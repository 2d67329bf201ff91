use crate::{M_IN_KM, MIN_IN_H};

/// Sports walking session; calories additionally depend on athlete height.
#[derive(Debug, Clone, PartialEq)]
pub struct SportsWalking {
    pub action: u32,
    pub duration_h: f64,
    pub weight_kg: f64,
    pub height_cm: f64,
}

impl SportsWalking {
    /// Metres covered per step.
    pub const STEP_LEN_M: f64 = 0.65;

    const CALORIES_WEIGHT_MULTIPLIER: f64 = 0.035;
    const CALORIES_SPEED_HEIGHT_MULTIPLIER: f64 = 0.029;
    /// One km/h expressed in m/s.
    const MS_IN_KMH: f64 = 0.278;
    const CM_IN_M: f64 = 100.0;

    pub fn new(action: u32, duration_h: f64, weight_kg: f64, height_cm: f64) -> Self {
        Self {
            action,
            duration_h,
            weight_kg,
            height_cm,
        }
    }

    pub fn distance_km(&self) -> f64 {
        f64::from(self.action) * Self::STEP_LEN_M / M_IN_KM
    }

    pub fn mean_speed_kmh(&self) -> f64 {
        self.distance_km() / self.duration_h
    }

    pub fn spent_calories(&self) -> f64 {
        let speed_ms = self.mean_speed_kmh() * Self::MS_IN_KMH;
        let height_m = self.height_cm / Self::CM_IN_M;

        (Self::CALORIES_WEIGHT_MULTIPLIER * self.weight_kg
            + speed_ms.powi(2) / height_m * Self::CALORIES_SPEED_HEIGHT_MULTIPLIER * self.weight_kg)
            * self.duration_h
            * MIN_IN_H
    }
}
#[macro_use]
extern crate log;

use clap::{Parser, Subcommand};
use fittrack_algos::Workout;
use fittrack_types::SensorPacket;

#[derive(Parser)]
pub struct FittrackCli {
    #[clap(subcommand)]
    pub subcommand: FittrackCommand,
}

#[derive(Subcommand)]
pub enum FittrackCommand {
    ///
    /// Print summaries for the built-in sample packets
    ///
    Demo,
    ///
    /// Compute one summary from a workout code and its sensor values
    ///
    Report {
        code: String,
        #[arg(required = true)]
        values: Vec<f64>,
    },
}

fn main() -> anyhow::Result<()> {
    env_logger::Builder::from_env(env_logger::Env::default().default_filter_or("info")).init();

    let cli = FittrackCli::parse();

    match cli.subcommand {
        FittrackCommand::Demo => {
            for packet in sample_packets() {
                print_summary(&packet)?;
            }

            Ok(())
        }
        FittrackCommand::Report { code, values } => print_summary(&SensorPacket::new(code, values)),
    }
}

fn sample_packets() -> Vec<SensorPacket> {
    vec![
        SensorPacket::new("SWM", vec![720.0, 1.0, 80.0, 25.0, 40.0]),
        SensorPacket::new("RUN", vec![15000.0, 1.0, 75.0]),
        SensorPacket::new("WLK", vec![9000.0, 1.0, 75.0, 180.0]),
    ]
}

fn print_summary(packet: &SensorPacket) -> anyhow::Result<()> {
    let workout = Workout::decode(packet)?;
    debug!("decoded packet {:?} into {:?}", packet, workout);

    println!("{}", workout.summary());
    Ok(())
}
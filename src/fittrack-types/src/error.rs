use thiserror::Error;

use crate::WorkoutType;

#[derive(Debug, Error, PartialEq, Eq)]
pub enum TrainingError {
    #[error("unknown workout code `{0}`")]
    UnknownWorkoutCode(String),
    #[error("{workout} packet carries {got} values, expected {expected}")]
    FieldCountMismatch {
        workout: WorkoutType,
        expected: usize,
        got: usize,
    },
    /// Reserved: every current workout type has a calorie model.
    #[error("no calorie model for {0}")]
    UnsupportedCalculation(WorkoutType),
}
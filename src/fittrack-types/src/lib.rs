mod error;
pub use error::TrainingError;

mod packet;
pub use packet::SensorPacket;

mod workout;
pub use workout::WorkoutType;
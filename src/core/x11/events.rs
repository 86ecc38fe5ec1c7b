//! Composite/Damage redirector and the X event translator.

use std::collections::{HashSet, VecDeque};
use std::fmt::Display;
use std::rc::Rc;

use x11rb::connection::{Connection, RequestConnection};
use x11rb::errors::ReplyError;
use x11rb::protocol::composite::{self, ConnectionExt as _, Redirect};
use x11rb::protocol::damage::{self, ConnectionExt as _, ReportLevel};
use x11rb::protocol::shape::{self, ConnectionExt as _, SK};
use x11rb::protocol::xproto::{
    Atom, AtomEnum, ChangeWindowAttributesAux, ConnectionExt as _, EventMask, MapState, Window,
    WindowClass,
};
use x11rb::protocol::Event;

use crate::core::errors::{CoreError, Result};
use crate::core::runtime::EventSource;
use crate::core::session::{PropertyChange, Redirector, SessionEvent};
use crate::core::window::window::opacity_from_property;
use crate::core::window::BypassHint;
use crate::core::x11::display::as_alarm_notify;
use crate::core::x11::X11Connection;
use crate::util::geometry::Rect;

fn x11(e: impl Display) -> CoreError {
    CoreError::x11_error(e.to_string())
}

/// Protocol errors on a reply mean the window went away; keep going.
fn gone_is_none<T>(reply: std::result::Result<T, ReplyError>) -> Result<Option<T>> {
    match reply {
        Ok(value) => Ok(Some(value)),
        Err(ReplyError::X11Error(e)) => {
            tracing::debug!("Window vanished during query: {:?}", e.error_kind);
            Ok(None)
        }
        Err(e) => Err(x11(e)),
    }
}

/// Sibling to restack above once untracked windows are skipped: the closest
/// window below `sibling` in `children` (bottom to top) that is not
/// `untracked`, `None` for the bottom. A sibling missing from `children`
/// is returned as is.
fn tracked_sibling(children: &[Window], sibling: Window, untracked: &HashSet<Window>) -> Option<Window> {
    let Some(position) = children.iter().position(|&w| w == sibling) else {
        return Some(sibling);
    };
    children[..position]
        .iter()
        .rev()
        .copied()
        .find(|w| !untracked.contains(w))
}

// ============================================================================
// Redirector
// ============================================================================

/// Composite and Damage requests on a live X server.
pub struct X11Redirector {
    x: Rc<X11Connection>,
}

impl X11Redirector {
    /// Check the Composite and Damage extensions and redirect every child of
    /// the root window into off-screen storage.
    pub fn new(x: Rc<X11Connection>) -> Result<Self> {
        let conn = x.conn();

        conn.extension_information(composite::X11_EXTENSION_NAME)
            .map_err(x11)?
            .ok_or_else(|| CoreError::x11_error("Composite extension not available"))?;
        let composite_version = conn
            .composite_query_version(0, 4)
            .map_err(x11)?
            .reply()
            .map_err(x11)?;

        conn.extension_information(damage::X11_EXTENSION_NAME)
            .map_err(x11)?
            .ok_or_else(|| CoreError::x11_error("Damage extension not available"))?;
        conn.damage_query_version(1, 1)
            .map_err(x11)?
            .reply()
            .map_err(x11)?;

        conn.composite_redirect_subwindows(x.root(), Redirect::MANUAL)
            .map_err(x11)?;
        x.flush()?;

        tracing::info!(
            "Composite {}.{}: redirected subwindows of root {:#x}",
            composite_version.major_version,
            composite_version.minor_version,
            x.root()
        );
        Ok(Self { x })
    }
}

impl Redirector for X11Redirector {
    fn watch_damage(&mut self, window: u32) -> Result<u32> {
        let conn = self.x.conn();
        let damage = conn.generate_id().map_err(x11)?;
        conn.damage_create(damage, window, ReportLevel::BOUNDING_BOX)
            .map_err(x11)?;
        Ok(damage)
    }

    fn unwatch_damage(&mut self, damage: u32) {
        if let Err(e) = self.x.conn().damage_destroy(damage) {
            tracing::warn!("Failed to destroy damage {:#x}: {}", damage, e);
        }
    }

    fn repair_damage(&mut self, damage: u32) -> Result<()> {
        self.x
            .conn()
            .damage_subtract(damage, x11rb::NONE, x11rb::NONE)
            .map_err(x11)?;
        Ok(())
    }

    fn set_unredirected(&mut self, window: u32, unredirected: bool) -> Result<()> {
        let conn = self.x.conn();
        if unredirected {
            conn.composite_unredirect_window(window, Redirect::MANUAL)
                .map_err(x11)?;
        } else {
            conn.composite_redirect_window(window, Redirect::MANUAL)
                .map_err(x11)?;
        }
        Ok(())
    }
}

impl Drop for X11Redirector {
    fn drop(&mut self) {
        let result = self
            .x
            .conn()
            .composite_unredirect_subwindows(self.x.root(), Redirect::MANUAL)
            .map_err(x11)
            .and_then(|_| self.x.flush());
        if let Err(e) = result {
            tracing::warn!("Failed to unredirect root subwindows: {}", e);
        }
    }
}

// ============================================================================
// Event Source
// ============================================================================

/// Translates X events on the shared connection into session events.
pub struct X11EventSource {
    x: Rc<X11Connection>,
    has_shape: bool,
    pending: VecDeque<SessionEvent>,
    /// InputOnly top-levels; never composited, but still part of the stack.
    input_only: HashSet<Window>,
}

impl X11EventSource {
    /// Watch the root window and queue events describing every existing
    /// top-level window, bottom to top.
    pub fn new(x: Rc<X11Connection>) -> Result<Self> {
        let has_shape = x
            .conn()
            .extension_information(shape::X11_EXTENSION_NAME)
            .map_err(x11)?
            .is_some();
        if !has_shape {
            tracing::warn!("Shape extension missing; shaped windows may be unredirected");
        }

        let mut source = Self {
            x,
            has_shape,
            pending: VecDeque::new(),
            input_only: HashSet::new(),
        };

        let conn = source.x.conn();
        conn.grab_server().map_err(x11)?;
        let scan = source.scan_existing();
        source.x.conn().ungrab_server().map_err(x11)?;
        source.x.flush()?;

        let events = scan?;
        tracing::debug!("Initial scan produced {} events", events.len());
        source.pending.extend(events);
        Ok(source)
    }

    fn scan_existing(&mut self) -> Result<Vec<SessionEvent>> {
        let conn = self.x.conn();
        let root = self.x.root();

        let aux = ChangeWindowAttributesAux::new().event_mask(EventMask::SUBSTRUCTURE_NOTIFY);
        conn.change_window_attributes(root, &aux)
            .map_err(x11)?
            .check()
            .map_err(x11)?;

        let tree = conn
            .query_tree(root)
            .map_err(x11)?
            .reply()
            .map_err(x11)?;

        let mut events = Vec::new();
        for child in tree.children {
            events.extend(self.describe_window(child)?);
        }
        Ok(events)
    }

    /// Events bringing a window the compositor has not seen yet up to date.
    fn describe_window(&mut self, window: Window) -> Result<Vec<SessionEvent>> {
        let conn = self.x.conn();

        let cookie = conn.get_window_attributes(window).map_err(x11)?;
        let Some(attributes) = gone_is_none(cookie.reply())? else {
            return Ok(Vec::new());
        };
        if attributes.class == WindowClass::INPUT_ONLY {
            self.input_only.insert(window);
            return Ok(Vec::new());
        }

        let cookie = conn.get_geometry(window).map_err(x11)?;
        let Some(geometry) = gone_is_none(cookie.reply())? else {
            return Ok(Vec::new());
        };

        let aux = ChangeWindowAttributesAux::new().event_mask(EventMask::PROPERTY_CHANGE);
        conn.change_window_attributes(window, &aux).map_err(x11)?;
        if self.has_shape {
            conn.shape_select_input(window, true).map_err(x11)?;
        }

        let border = geometry.border_width as u32 * 2;
        let mut events = vec![SessionEvent::WindowCreated {
            window,
            geometry: Rect::new(
                geometry.x as i32,
                geometry.y as i32,
                geometry.width as u32 + border,
                geometry.height as u32 + border,
            ),
            override_redirect: attributes.override_redirect,
            argb: geometry.depth == 32,
        }];

        let atoms = *self.x.atoms();
        for atom in [
            atoms._NET_WM_WINDOW_OPACITY,
            atoms._NET_WM_BYPASS_COMPOSITOR,
            atoms._NET_WM_OPAQUE_REGION,
        ] {
            if let Some(change) = self.read_property(window, atom)? {
                events.push(SessionEvent::PropertyChanged { window, change });
            }
        }

        if self.has_shape {
            let cookie = conn.shape_query_extents(window).map_err(x11)?;
            if let Some(extents) = gone_is_none(cookie.reply())? {
                if extents.bounding_shaped {
                    events.push(SessionEvent::PropertyChanged {
                        window,
                        change: PropertyChange::Shaped(true),
                    });
                }
            }
        }

        if attributes.map_state == MapState::VIEWABLE {
            events.push(SessionEvent::WindowMapped { window });
        }
        Ok(events)
    }

    /// Current value of a tracked property; `None` for atoms we do not track.
    fn read_property(&self, window: Window, atom: Atom) -> Result<Option<PropertyChange>> {
        let atoms = self.x.atoms();
        let conn = self.x.conn();

        if atom == atoms._NET_WM_OPAQUE_REGION {
            let cookie = conn
                .get_property(false, window, atom, AtomEnum::CARDINAL, 0, 0)
                .map_err(x11)?;
            let present = gone_is_none(cookie.reply())?.is_some_and(|r| r.bytes_after > 0);
            return Ok(Some(PropertyChange::OpaqueRegion(present)));
        }

        if atom != atoms._NET_WM_WINDOW_OPACITY && atom != atoms._NET_WM_BYPASS_COMPOSITOR {
            return Ok(None);
        }

        let cookie = conn
            .get_property(false, window, atom, AtomEnum::CARDINAL, 0, 1)
            .map_err(x11)?;
        let reply = gone_is_none(cookie.reply())?;
        let value = reply
            .as_ref()
            .and_then(|r| r.value32())
            .and_then(|mut values| values.next());

        Ok(Some(if atom == atoms._NET_WM_WINDOW_OPACITY {
            PropertyChange::Opacity(opacity_from_property(value.unwrap_or(u32::MAX)))
        } else {
            PropertyChange::BypassCompositor(BypassHint::from_property(value.unwrap_or(0)))
        }))
    }

    /// Map a ConfigureNotify sibling onto a window the session tracks.
    fn resolve_sibling(&self, sibling: Window) -> Result<Option<Window>> {
        if sibling == x11rb::NONE {
            return Ok(None);
        }
        if !self.input_only.contains(&sibling) {
            return Ok(Some(sibling));
        }
        let tree = self
            .x
            .conn()
            .query_tree(self.x.root())
            .map_err(x11)?
            .reply()
            .map_err(x11)?;
        Ok(tracked_sibling(&tree.children, sibling, &self.input_only))
    }

    /// Translate one X event.
    pub fn translate(&mut self, event: &Event) -> Result<Vec<SessionEvent>> {
        let root = self.x.root();

        let translated = match event {
            Event::CreateNotify(ev) if ev.parent == root => return self.describe_window(ev.window),
            Event::DestroyNotify(ev) if ev.event == root => {
                self.input_only.remove(&ev.window);
                SessionEvent::WindowDestroyed { window: ev.window }
            }
            Event::MapNotify(ev) if ev.event == root => SessionEvent::WindowMapped { window: ev.window },
            Event::UnmapNotify(ev) if ev.event == root => {
                SessionEvent::WindowUnmapped { window: ev.window }
            }
            Event::ReparentNotify(ev) if ev.event == root => {
                if ev.parent == root {
                    return self.describe_window(ev.window);
                }
                self.input_only.remove(&ev.window);
                SessionEvent::WindowDestroyed { window: ev.window }
            }
            Event::ConfigureNotify(ev) if ev.event == root => {
                let border = ev.border_width as u32 * 2;
                SessionEvent::WindowConfigured {
                    window: ev.window,
                    geometry: Rect::new(
                        ev.x as i32,
                        ev.y as i32,
                        ev.width as u32 + border,
                        ev.height as u32 + border,
                    ),
                    above: self.resolve_sibling(ev.above_sibling)?,
                }
            }
            Event::PropertyNotify(ev) => match self.read_property(ev.window, ev.atom)? {
                Some(change) => SessionEvent::PropertyChanged { window: ev.window, change },
                None => return Ok(Vec::new()),
            },
            Event::ShapeNotify(ev) if ev.shape_kind == SK::BOUNDING => SessionEvent::PropertyChanged {
                window: ev.affected_window,
                change: PropertyChange::Shaped(ev.shaped),
            },
            Event::DamageNotify(ev) => SessionEvent::Damage {
                window: ev.drawable,
                area: Rect::new(
                    ev.area.x as i32,
                    ev.area.y as i32,
                    ev.area.width as u32,
                    ev.area.height as u32,
                ),
            },
            Event::Error(err) => {
                tracing::debug!("X error {:?} on request {}", err.error_kind, err.major_opcode);
                return Ok(Vec::new());
            }
            other => match as_alarm_notify(other) {
                Some(notify) => SessionEvent::AlarmNotify(notify),
                None => return Ok(Vec::new()),
            },
        };
        Ok(vec![translated])
    }
}

impl X11EventSource {
    /// Block until at least one X event arrives, then drain the rest.
    pub fn wait_events(&mut self) -> Result<Vec<SessionEvent>> {
        if !self.pending.is_empty() {
            return self.poll_events();
        }
        self.x.flush()?;
        let first = self.x.wait_for_event()?;
        let mut events = self.translate(&first)?;
        events.extend(self.poll_events()?);
        Ok(events)
    }
}

impl EventSource for X11EventSource {
    fn poll_events(&mut self) -> Result<Vec<SessionEvent>> {
        let mut events: Vec<SessionEvent> = self.pending.drain(..).collect();
        while let Some(event) = self.x.poll_event()? {
            events.extend(self.translate(&event)?);
        }
        Ok(events)
    }
}

#[cfg(test)]
mod tests {
    use super::*;

    #[test]
    fn test_tracked_sibling_skips_input_only_windows() {
        let untracked: HashSet<Window> = [0x30, 0x40].into_iter().collect();
        let children = [0x10, 0x20, 0x30, 0x40, 0x50];

        assert_eq!(tracked_sibling(&children, 0x40, &untracked), Some(0x20));
        assert_eq!(tracked_sibling(&children, 0x30, &untracked), Some(0x20));

        // Nothing tracked below: the window goes to the bottom
        let children = [0x30, 0x10];
        assert_eq!(tracked_sibling(&children, 0x30, &untracked), None);

        // Sibling already gone from the tree
        assert_eq!(tracked_sibling(&children, 0x99, &untracked), Some(0x99));
    }
}
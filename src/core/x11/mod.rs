//! X11 backends built on x11rb.
//!
//! One `X11Connection` is shared (single-threaded, `Rc`) between the sync
//! backend, the redirector and the event source. Events read while the sync
//! backend drains an alarm are stashed here and handed out again by
//! [`X11Connection::poll_event`].

pub mod display;
pub mod events;
pub mod gl;

use std::cell::RefCell;
use std::collections::VecDeque;
use std::rc::Rc;

use x11rb::connection::Connection;
use x11rb::protocol::xproto::Window;
use x11rb::protocol::Event;
use x11rb::rust_connection::RustConnection;

use crate::core::errors::{CoreError, Result};
use crate::util::geometry::Rect;

pub use display::X11DisplaySync;
pub use events::{X11EventSource, X11Redirector};
pub use gl::GlSyncApi;

x11rb::atom_manager! {
    pub Atoms: AtomsCookie {
        _NET_WM_WINDOW_OPACITY,
        _NET_WM_BYPASS_COMPOSITOR,
        _NET_WM_OPAQUE_REGION,
    }
}

/// Shared X connection plus the events stashed while draining alarms.
pub struct X11Connection {
    conn: RustConnection,
    screen_num: usize,
    root: Window,
    atoms: Atoms,
    stash: RefCell<VecDeque<Event>>,
}

impl X11Connection {
    /// Connect to `display` (or `$DISPLAY`) and intern the atoms we watch.
    pub fn connect(display: Option<&str>) -> Result<Rc<Self>> {
        let (conn, screen_num) = x11rb::connect(display)
            .map_err(|e| CoreError::x11_error(format!("cannot open display: {}", e)))?;
        let root = conn.setup().roots[screen_num].root;

        let atoms = Atoms::new(&conn)
            .map_err(|e| CoreError::x11_error(e.to_string()))?
            .reply()
            .map_err(|e| CoreError::x11_error(e.to_string()))?;

        crate::wlog!(crate::util::logging::X11, "Connected to X display (screen {}, root {:#x})", screen_num, root);

        Ok(Rc::new(Self {
            conn,
            screen_num,
            root,
            atoms,
            stash: RefCell::new(VecDeque::new()),
        }))
    }

    pub fn conn(&self) -> &RustConnection {
        &self.conn
    }

    pub fn root(&self) -> Window {
        self.root
    }

    pub fn atoms(&self) -> &Atoms {
        &self.atoms
    }

    /// Root window size.
    pub fn screen_rect(&self) -> Rect {
        let screen = &self.conn.setup().roots[self.screen_num];
        Rect::new(0, 0, screen.width_in_pixels as u32, screen.height_in_pixels as u32)
    }

    /// Next event, stashed ones first. Never blocks.
    pub fn poll_event(&self) -> Result<Option<Event>> {
        if let Some(event) = self.stash.borrow_mut().pop_front() {
            return Ok(Some(event));
        }
        self.conn
            .poll_for_event()
            .map_err(|e| CoreError::x11_error(e.to_string()))
    }

    /// Next event, stashed ones first. Blocks until one arrives.
    pub fn wait_for_event(&self) -> Result<Event> {
        if let Some(event) = self.stash.borrow_mut().pop_front() {
            return Ok(event);
        }
        self.conn
            .wait_for_event()
            .map_err(|e| CoreError::x11_error(e.to_string()))
    }

    pub(crate) fn stash_event(&self, event: Event) {
        self.stash.borrow_mut().push_back(event);
    }

    /// Take the first stashed event matching `predicate`.
    pub(crate) fn take_stashed<F>(&self, predicate: F) -> Option<Event>
    where
        F: Fn(&Event) -> bool,
    {
        let mut stash = self.stash.borrow_mut();
        let pos = stash.iter().position(predicate)?;
        stash.remove(pos)
    }

    pub fn flush(&self) -> Result<()> {
        self.conn
            .flush()
            .map_err(|e| CoreError::x11_error(e.to_string()))
    }
}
● ● ● ●
[What is expected]
Begin with the line containing "pub(crate) fn take_stashed<F>(&self, predicate: F)" and retype it and each line after it through the end of the records, keeping them exact and including nothing more.

[Expected answer]
    pub(crate) fn take_stashed<F>(&self, predicate: F) -> Option<Event>
    where
        F: Fn(&Event) -> bool,
    {
        let mut stash = self.stash.borrow_mut();
        let pos = stash.iter().position(predicate)?;
        stash.remove(pos)
    }

    pub fn flush(&self) -> Result<()> {
        self.conn
            .flush()
            .map_err(|e| CoreError::x11_error(e.to_string()))
    }
}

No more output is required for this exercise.